Can AARS protozymes catalyze tRNA acylation? Polypeptide catalysis of aminoacylation must have appeared sometime between the ancestral bidirectional protozyme gene and the emergence of urzymes. Structures illustrated in Figure 4 are quite sophisticated, even though far simpler than contemporary AARSs. As AARS protozymes likely exemplify earlier ancestral catalytic polymers, it may be notable that the motif 2 loop Class II protozymes retains much of the tRNA-binding site [61], whereas the Class I tRNA-binding site is formed largely by a helix present only in the urzyme. That asymmetry, suggesting that Class II AARSs preceded Class I AARSs, raises the profound objection that functional polypeptides must have depended minimally at least on a binary code. Ribozymes similar to the flexizyme family [113,114] might have accelerated acyl transfer from aminoacyl-5′AMP produced by Class I protozymes to proto-tRNAs, assuring provision of aminoacylated RNAs for templated protein synthesis. That would have required an ad hoc mechanism to discriminate between two types of tRNA.
6.
To what extent can the elements described in Section 2.6 account for the assignments of amino acids to codons in the coding table?
There are two credible models attempting to establish how Nature assembled the contemporary coding table. One [28] is driven by the need to account for the AARS Class division. The other [115] has the advantage of preserving the ability of the coding table to optimize bidirectional coding because it preserves the codon–anticodon assignments to core and surface amino acids (Figure 3a; reference [49]). Satisfying both requirements is quite difficult. Neither model appears to be consistent with the goals of the other.
Our hope is that progress in ancestral reconstruction can help resolve this important dilemma. Experimental characterization will augment the specificity spectra of both both amino acid [47] and RNA minihelix substrates [48]. Such data will inevitably be necessary to identify and address the underlying questions.

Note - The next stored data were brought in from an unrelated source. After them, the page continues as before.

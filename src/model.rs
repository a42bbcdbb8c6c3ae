use serde::Deserialize;

/// What the user wants out of a URL.
#[derive(Debug, Clone, Copy, PartialEq, Eq, Default, Deserialize)]
#[serde(rename_all = "lowercase")]
pub enum DownloadMode {
    /// Best video and audio merged into an MP4
    #[default]
    Video,
    /// Best audio extracted to the configured codec
    Audio,
}

/// Upper bound on the video height picked by yt-dlp.
#[derive(Debug, Clone, Copy, PartialEq, Eq, Default, Deserialize)]
pub enum VideoQuality {
    #[default]
    #[serde(rename = "720p")]
    P720,
    #[serde(rename = "1080p")]
    P1080,
    #[serde(rename = "4K")]
    Uhd4K,
}

impl VideoQuality {
    pub const ALL: [VideoQuality; 3] = [VideoQuality::P720, VideoQuality::P1080, VideoQuality::Uhd4K];

    pub fn label(self) -> &'static str {
        match self {
            VideoQuality::P720 => "720p",
            VideoQuality::P1080 => "1080p",
            VideoQuality::Uhd4K => "4K",
        }
    }

    pub fn max_height(self) -> u32 {
        match self {
            VideoQuality::P720 => 720,
            VideoQuality::P1080 => 1080,
            VideoQuality::Uhd4K => 2160,
        }
    }
}

/// A single fetch or download, fixed at submission time.
#[derive(Debug, Clone, PartialEq, Eq)]
pub struct OperationRequest {
    pub url: String,
    pub mode: DownloadMode,
    /// Only meaningful for [`DownloadMode::Video`]
    pub quality: Option<VideoQuality>,
}

impl OperationRequest {
    pub fn new(url: impl Into<String>, mode: DownloadMode, quality: Option<VideoQuality>) -> Self {
        let quality = match mode {
            DownloadMode::Video => quality,
            DownloadMode::Audio => None,
        };
        Self { url: url.into(), mode, quality }
    }
}

/// The subset of yt-dlp's info document the window shows.
#[derive(Debug, Clone, Default, PartialEq, Deserialize)]
#[serde(default)]
pub struct MediaInfo {
    pub title: Option<String>,
    pub uploader: Option<String>,
    pub channel: Option<String>,
    /// Seconds; yt-dlp reports fractional durations for some extractors
    pub duration: Option<f64>,
    pub view_count: Option<u64>,
    pub like_count: Option<u64>,
    pub comment_count: Option<u64>,
    pub thumbnail: Option<String>,
}

impl MediaInfo {
    pub fn display_title(&self) -> &str {
        self.title.as_deref().unwrap_or("Unknown")
    }

    pub fn display_channel(&self) -> &str {
        self.uploader
            .as_deref()
            .or(self.channel.as_deref())
            .unwrap_or("Unknown")
    }

    pub fn duration_secs(&self) -> Option<u64> {
        self.duration
            .filter(|d| d.is_finite() && *d >= 0.0)
            .map(|d| d.round() as u64)
    }
}

#[cfg(test)]
mod tests {
    use super::*;

    #[test]
    fn deserializes_partial_info_document() {
        let json = r#"{
            "id": "dQw4w9WgXcQ",
            "title": "Never Gonna Give You Up",
            "uploader": "Rick Astley",
            "duration": 212.0,
            "view_count": 1500000000,
            "like_count": null,
            "thumbnail": "https://i.ytimg.com/vi/dQw4w9WgXcQ/maxresdefault.jpg",
            "formats": []
        }"#;
        let info: MediaInfo = serde_json::from_str(json).unwrap();
        assert_eq!(info.display_title(), "Never Gonna Give You Up");
        assert_eq!(info.display_channel(), "Rick Astley");
        assert_eq!(info.duration_secs(), Some(212));
        assert_eq!(info.view_count, Some(1_500_000_000));
        assert_eq!(info.like_count, None);
        assert_eq!(info.comment_count, None);
    }

    #[test]
    fn channel_falls_back_when_uploader_missing() {
        let info = MediaInfo { channel: Some("Chan".into()), ..MediaInfo::default() };
        assert_eq!(info.display_channel(), "Chan");
        assert_eq!(MediaInfo::default().display_channel(), "Unknown");
    }

    #[test]
    fn audio_requests_drop_quality() {
        let req = OperationRequest::new("u", DownloadMode::Audio, Some(VideoQuality::P1080));
        assert_eq!(req.quality, None);
        let req = OperationRequest::new("u", DownloadMode::Video, Some(VideoQuality::P1080));
        assert_eq!(req.quality, Some(VideoQuality::P1080));
    }
}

5.2. Beyond Genetic Coding

The bidirectional gene construct suggests experimental, computational, and theoretical approaches to other questions implicit in Figure 1.
Both protozyme genes have similar distributions of conformational angles, φ and ψ, consistent with β–α–β secondary structures. Class I superfamily tertiary structures are based on the Rossmann dinucleotide-binding fold [116] and parallel β-strands interspersed with α-helices. Class II structures are based on antiparallel β-strands. Crystal structures suggest this difference is nascent in the respective protozymes. Do sequence differences between Class I and II protozymes dictate their ultimate tertiary structures. If so, how? Do they emanate from the bidirectional coding inversion (Figure 3a)? The experimental models we created to study AARS evolution may help answer these questions:
(i)
We can infer sequence/structure relationships from variations in both naturally occurring and designed sequence databases.
(ii)
Bioinformatic tools reducing tertiary structures to lower dimensions—conformational angles (φ, ψ); residue transfer free energies (ΔGvapor>chx, ΔGwater>chx) [27,117,118]; TetraDA one-dimensional strings derived from Delaunay tesselation [119]; SNAPP scoring [97,98]—provide alternative multidimensional windows into structural and evolutionary determinants.
(iii)
The highly sensitive Malachite Green assay for phosphates generated on amino acid activation [40] affords a five-fold increase in the rate at which assays can be performed on variants of this gene.
(iv)
Artificial intelligence has improved both protein design [95] and structure prediction [96], creating a dynamic virtual feedback loop capable of sampling substantially larger regions of the protein sequence space expected for early nodes in AARS speciation. Pruning those sequence distributions virtually, before committing to experimental construction, expression, and testing will greatly enhance the experimental tools described above.

6. Did Creating the Genetic Code Require New Physics?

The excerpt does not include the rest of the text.